▶ _TASK OBJECTIVE_
Please return each record exactly as it stands.

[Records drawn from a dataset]
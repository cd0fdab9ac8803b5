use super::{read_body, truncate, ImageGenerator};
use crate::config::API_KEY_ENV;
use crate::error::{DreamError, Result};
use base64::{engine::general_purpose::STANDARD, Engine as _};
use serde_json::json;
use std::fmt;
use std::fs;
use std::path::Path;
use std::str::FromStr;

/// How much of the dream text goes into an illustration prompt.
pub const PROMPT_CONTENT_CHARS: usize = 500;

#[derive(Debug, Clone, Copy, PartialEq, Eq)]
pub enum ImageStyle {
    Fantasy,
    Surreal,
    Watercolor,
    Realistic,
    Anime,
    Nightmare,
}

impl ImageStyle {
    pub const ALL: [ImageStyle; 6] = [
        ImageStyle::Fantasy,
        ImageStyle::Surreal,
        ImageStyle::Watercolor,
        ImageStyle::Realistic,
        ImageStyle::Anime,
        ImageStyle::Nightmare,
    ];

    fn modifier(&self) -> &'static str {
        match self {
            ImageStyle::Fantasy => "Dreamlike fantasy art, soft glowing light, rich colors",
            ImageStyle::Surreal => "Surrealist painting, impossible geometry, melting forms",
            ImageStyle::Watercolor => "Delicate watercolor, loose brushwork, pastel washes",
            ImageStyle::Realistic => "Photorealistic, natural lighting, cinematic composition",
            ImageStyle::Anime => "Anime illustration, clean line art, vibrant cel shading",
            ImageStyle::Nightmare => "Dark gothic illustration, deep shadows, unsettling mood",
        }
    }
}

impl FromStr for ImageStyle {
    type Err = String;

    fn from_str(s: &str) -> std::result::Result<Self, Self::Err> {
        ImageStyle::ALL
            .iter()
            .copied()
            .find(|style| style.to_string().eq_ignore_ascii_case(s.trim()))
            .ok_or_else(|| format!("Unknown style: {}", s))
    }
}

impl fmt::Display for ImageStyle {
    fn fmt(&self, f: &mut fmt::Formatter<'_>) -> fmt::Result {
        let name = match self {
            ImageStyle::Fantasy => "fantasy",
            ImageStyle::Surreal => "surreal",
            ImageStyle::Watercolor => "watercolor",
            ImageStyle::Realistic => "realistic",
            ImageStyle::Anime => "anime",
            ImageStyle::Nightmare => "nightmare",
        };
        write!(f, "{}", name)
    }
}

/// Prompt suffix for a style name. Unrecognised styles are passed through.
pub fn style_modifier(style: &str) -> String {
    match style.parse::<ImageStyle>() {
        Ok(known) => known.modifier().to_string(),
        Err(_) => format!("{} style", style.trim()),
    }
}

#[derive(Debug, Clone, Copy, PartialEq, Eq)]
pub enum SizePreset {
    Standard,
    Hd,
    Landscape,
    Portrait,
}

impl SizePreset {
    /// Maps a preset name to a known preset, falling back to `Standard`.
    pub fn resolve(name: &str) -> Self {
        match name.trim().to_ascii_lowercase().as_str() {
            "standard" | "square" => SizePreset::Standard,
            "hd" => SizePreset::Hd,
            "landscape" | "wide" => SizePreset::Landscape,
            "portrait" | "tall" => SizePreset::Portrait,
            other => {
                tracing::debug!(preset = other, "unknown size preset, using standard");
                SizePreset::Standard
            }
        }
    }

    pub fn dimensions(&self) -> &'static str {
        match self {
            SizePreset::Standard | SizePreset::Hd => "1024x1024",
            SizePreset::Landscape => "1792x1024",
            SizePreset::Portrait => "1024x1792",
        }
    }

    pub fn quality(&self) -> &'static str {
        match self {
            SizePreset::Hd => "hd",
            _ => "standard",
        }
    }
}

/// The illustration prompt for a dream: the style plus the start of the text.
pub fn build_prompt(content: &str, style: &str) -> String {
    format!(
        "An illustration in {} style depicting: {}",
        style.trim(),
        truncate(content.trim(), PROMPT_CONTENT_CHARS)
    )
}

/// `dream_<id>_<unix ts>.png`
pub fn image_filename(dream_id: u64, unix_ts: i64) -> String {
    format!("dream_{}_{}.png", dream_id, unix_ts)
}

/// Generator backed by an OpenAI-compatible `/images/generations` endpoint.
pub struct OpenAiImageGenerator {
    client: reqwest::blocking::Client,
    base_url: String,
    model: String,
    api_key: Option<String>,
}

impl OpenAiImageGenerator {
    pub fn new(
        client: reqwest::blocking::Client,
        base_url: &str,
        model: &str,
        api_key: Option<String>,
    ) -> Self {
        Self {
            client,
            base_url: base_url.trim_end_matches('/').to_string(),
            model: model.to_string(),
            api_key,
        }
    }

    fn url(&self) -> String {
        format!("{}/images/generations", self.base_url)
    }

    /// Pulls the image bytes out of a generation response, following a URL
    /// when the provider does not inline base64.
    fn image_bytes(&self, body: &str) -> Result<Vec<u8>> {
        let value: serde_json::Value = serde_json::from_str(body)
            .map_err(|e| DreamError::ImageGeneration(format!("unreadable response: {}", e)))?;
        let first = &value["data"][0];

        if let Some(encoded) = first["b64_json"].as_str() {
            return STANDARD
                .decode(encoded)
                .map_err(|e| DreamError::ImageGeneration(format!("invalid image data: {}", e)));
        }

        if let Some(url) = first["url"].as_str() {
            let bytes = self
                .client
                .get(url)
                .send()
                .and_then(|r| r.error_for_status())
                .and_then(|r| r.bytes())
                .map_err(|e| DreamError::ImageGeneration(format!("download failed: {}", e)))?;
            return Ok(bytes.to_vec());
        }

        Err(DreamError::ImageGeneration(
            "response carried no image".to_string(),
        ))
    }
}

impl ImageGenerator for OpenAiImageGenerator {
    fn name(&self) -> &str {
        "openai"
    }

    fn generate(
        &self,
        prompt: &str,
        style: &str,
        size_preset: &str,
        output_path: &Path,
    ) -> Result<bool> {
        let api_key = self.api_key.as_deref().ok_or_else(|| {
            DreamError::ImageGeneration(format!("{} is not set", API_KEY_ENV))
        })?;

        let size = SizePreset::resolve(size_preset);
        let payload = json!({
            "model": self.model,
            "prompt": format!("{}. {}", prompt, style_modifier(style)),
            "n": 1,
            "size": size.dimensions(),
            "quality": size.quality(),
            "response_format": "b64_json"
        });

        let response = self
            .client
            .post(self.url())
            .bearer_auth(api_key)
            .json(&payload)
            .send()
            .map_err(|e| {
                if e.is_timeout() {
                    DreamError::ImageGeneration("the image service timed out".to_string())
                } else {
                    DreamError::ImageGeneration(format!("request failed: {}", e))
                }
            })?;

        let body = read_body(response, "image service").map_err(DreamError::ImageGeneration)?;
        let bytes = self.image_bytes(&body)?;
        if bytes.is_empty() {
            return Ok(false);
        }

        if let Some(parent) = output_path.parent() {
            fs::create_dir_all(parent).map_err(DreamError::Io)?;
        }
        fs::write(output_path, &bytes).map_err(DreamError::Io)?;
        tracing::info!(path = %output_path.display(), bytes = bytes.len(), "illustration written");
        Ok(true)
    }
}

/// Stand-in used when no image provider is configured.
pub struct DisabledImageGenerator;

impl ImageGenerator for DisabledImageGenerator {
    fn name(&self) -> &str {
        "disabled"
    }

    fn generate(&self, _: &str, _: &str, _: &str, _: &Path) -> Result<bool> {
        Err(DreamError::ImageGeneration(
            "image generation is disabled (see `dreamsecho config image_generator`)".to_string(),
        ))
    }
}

▶ _OUTPUT FOR THIS EXERCISE_
repository cd0fdab9ac8803b5
use super::{read_body, truncate, ImageGenerator};
use crate::config::API_KEY_ENV;
use crate::error::{DreamError, Result};
use base64::{engine::general_purpose::STANDARD, Engine as _};
use serde_json::json;
use std::fmt;
use std::fs;
use std::path::Path;
use std::str::FromStr;

/// How much of the dream text goes into an illustration prompt.
pub const PROMPT_CONTENT_CHARS: usize = 500;

#[derive(Debug, Clone, Copy, PartialEq, Eq)]
pub enum ImageStyle {
    Fantasy,
    Surreal,
    Watercolor,
    Realistic,
    Anime,
    Nightmare,
}

impl ImageStyle {
    pub const ALL: [ImageStyle; 6] = [
        ImageStyle::Fantasy,
        ImageStyle::Surreal,
        ImageStyle::Watercolor,
        ImageStyle::Realistic,
        ImageStyle::Anime,
        ImageStyle::Nightmare,
    ];

    fn modifier(&self) -> &'static str {
        match self {
            ImageStyle::Fantasy => "Dreamlike fantasy art, soft glowing light, rich colors",
            ImageStyle::Surreal => "Surrealist painting, impossible geometry, melting forms",
            ImageStyle::Watercolor => "Delicate watercolor, loose brushwork, pastel washes",
            ImageStyle::Realistic => "Photorealistic, natural lighting, cinematic composition",
            ImageStyle::Anime => "Anime illustration, clean line art, vibrant cel shading",
            ImageStyle::Nightmare => "Dark gothic illustration, deep shadows, unsettling mood",
        }
    }
}

impl FromStr for ImageStyle {
    type Err = String;

    fn from_str(s: &str) -> std::result::Result<Self, Self::Err> {
        ImageStyle::ALL
            .iter()
            .copied()
            .find(|style| style.to_string().eq_ignore_ascii_case(s.trim()))
            .ok_or_else(|| format!("Unknown style: {}", s))
    }
}

impl fmt::Display for ImageStyle {
    fn fmt(&self, f: &mut fmt::Formatter<'_>) -> fmt::Result {
        let name = match self {
            ImageStyle::Fantasy => "fantasy",
            ImageStyle::Surreal => "surreal",
            ImageStyle::Watercolor => "watercolor",
            ImageStyle::Realistic => "realistic",
            ImageStyle::Anime => "anime",
            ImageStyle::Nightmare => "nightmare",
        };
        write!(f, "{}", name)
    }
}

/// Prompt suffix for a style name. Unrecognised styles are passed through.
pub fn style_modifier(style: &str) -> String {
    match style.parse::<ImageStyle>() {
        Ok(known) => known.modifier().to_string(),
        Err(_) => format!("{} style", style.trim()),
    }
}

#[derive(Debug, Clone, Copy, PartialEq, Eq)]
pub enum SizePreset {
    Standard,
    Hd,
    Landscape,
    Portrait,
}

impl SizePreset {
    /// Maps a preset name to a known preset, falling back to `Standard`.
    pub fn resolve(name: &str) -> Self {
        match name.trim().to_ascii_lowercase().as_str() {
            "standard" | "square" => SizePreset::Standard,
            "hd" => SizePreset::Hd,
            "landscape" | "wide" => SizePreset::Landscape,
            "portrait" | "tall" => SizePreset::Portrait,
            other => {
                tracing::debug!(preset = other, "unknown size preset, using standard");
                SizePreset::Standard
            }
        }
    }

    pub fn dimensions(&self) -> &'static str {
        match self {
            SizePreset::Standard | SizePreset::Hd => "1024x1024",
            SizePreset::Landscape => "1792x1024",
            SizePreset::Portrait => "1024x1792",
        }
    }

    pub fn quality(&self) -> &'static str {
        match self {
            SizePreset::Hd => "hd",
            _ => "standard",
        }
    }
}

/// The illustration prompt for a dream: the style plus the start of the text.
pub fn build_prompt(content: &str, style: &str) -> String {
    format!(
        "An illustration in {} style depicting: {}",
        style.trim(),
        truncate(content.trim(), PROMPT_CONTENT_CHARS)
    )
}

/// `dream_<id>_<unix ts>.png`
pub fn image_filename(dream_id: u64, unix_ts: i64) -> String {
    format!("dream_{}_{}.png", dream_id, unix_ts)
}

/// Generator backed by an OpenAI-compatible `/images/generations` endpoint.
pub struct OpenAiImageGenerator {
    client: reqwest::blocking::Client,
    base_url: String,
    model: String,
    api_key: Option<String>,
}

impl OpenAiImageGenerator {
    pub fn new(
        client: reqwest::blocking::Client,
        base_url: &str,
        model: &str,
        api_key: Option<String>,
    ) -> Self {
        Self {
            client,
            base_url: base_url.trim_end_matches('/').to_string(),
            model: model.to_string(),
            api_key,
        }
    }

    fn url(&self) -> String {
        format!("{}/images/generations", self.base_url)
    }

    /// Pulls the image bytes out of a generation response, following a URL
    /// when the provider does not inline base64.
    fn image_bytes(&self, body: &str) -> Result<Vec<u8>> {
        let value: serde_json::Value = serde_json::from_str(body)
            .map_err(|e| DreamError::ImageGeneration(format!("unreadable response: {}", e)))?;
        let first = &value["data"][0];

        if let Some(encoded) = first["b64_json"].as_str() {
            return STANDARD
                .decode(encoded)
                .map_err(|e| DreamError::ImageGeneration(format!("invalid image data: {}", e)));
        }

        if let Some(url) = first["url"].as_str() {
            let bytes = self
                .client
                .get(url)
                .send()
                .and_then(|r| r.error_for_status())
                .and_then(|r| r.bytes())
                .map_err(|e| DreamError::ImageGeneration(format!("download failed: {}", e)))?;
            return Ok(bytes.to_vec());
        }

        Err(DreamError::ImageGeneration(
            "response carried no image".to_string(),
        ))
    }
}

impl ImageGenerator for OpenAiImageGenerator {
    fn name(&self) -> &str {
        "openai"
    }

    fn generate(
        &self,
        prompt: &str,
        style: &str,
        size_preset: &str,
        output_path: &Path,
    ) -> Result<bool> {
        let api_key = self.api_key.as_deref().ok_or_else(|| {
            DreamError::ImageGeneration(format!("{} is not set", API_KEY_ENV))
        })?;

        let size = SizePreset::resolve(size_preset);
        let payload = json!({
            "model": self.model,
            "prompt": format!("{}. {}", prompt, style_modifier(style)),
            "n": 1,
            "size": size.dimensions(),
            "quality": size.quality(),
            "response_format": "b64_json"
        });

        let response = self
            .client
            .post(self.url())
            .bearer_auth(api_key)
            .json(&payload)
            .send()
            .map_err(|e| {
                if e.is_timeout() {
                    DreamError::ImageGeneration("the image service timed out".to_string())
                } else {
                    DreamError::ImageGeneration(format!("request failed: {}", e))
                }
            })?;

        let body = read_body(response, "image service").map_err(DreamError::ImageGeneration)?;
        let bytes = self.image_bytes(&body)?;
        if bytes.is_empty() {
            return Ok(false);
        }

        if let Some(parent) = output_path.parent() {
            fs::create_dir_all(parent).map_err(DreamError::Io)?;
        }
        fs::write(output_path, &bytes).map_err(DreamError::Io)?;
        tracing::info!(path = %output_path.display(), bytes = bytes.len(), "illustration written");
        Ok(true)
    }
}

/// Stand-in used when no image provider is configured.
pub struct DisabledImageGenerator;

impl ImageGenerator for DisabledImageGenerator {
    fn name(&self) -> &str {
        "disabled"
    }

    fn generate(&self, _: &str, _: &str, _: &str, _: &Path) -> Result<bool> {
        Err(DreamError::ImageGeneration(
            "image generation is disabled (see `dreamsecho config image_generator`)".to_string(),
        ))
    }
}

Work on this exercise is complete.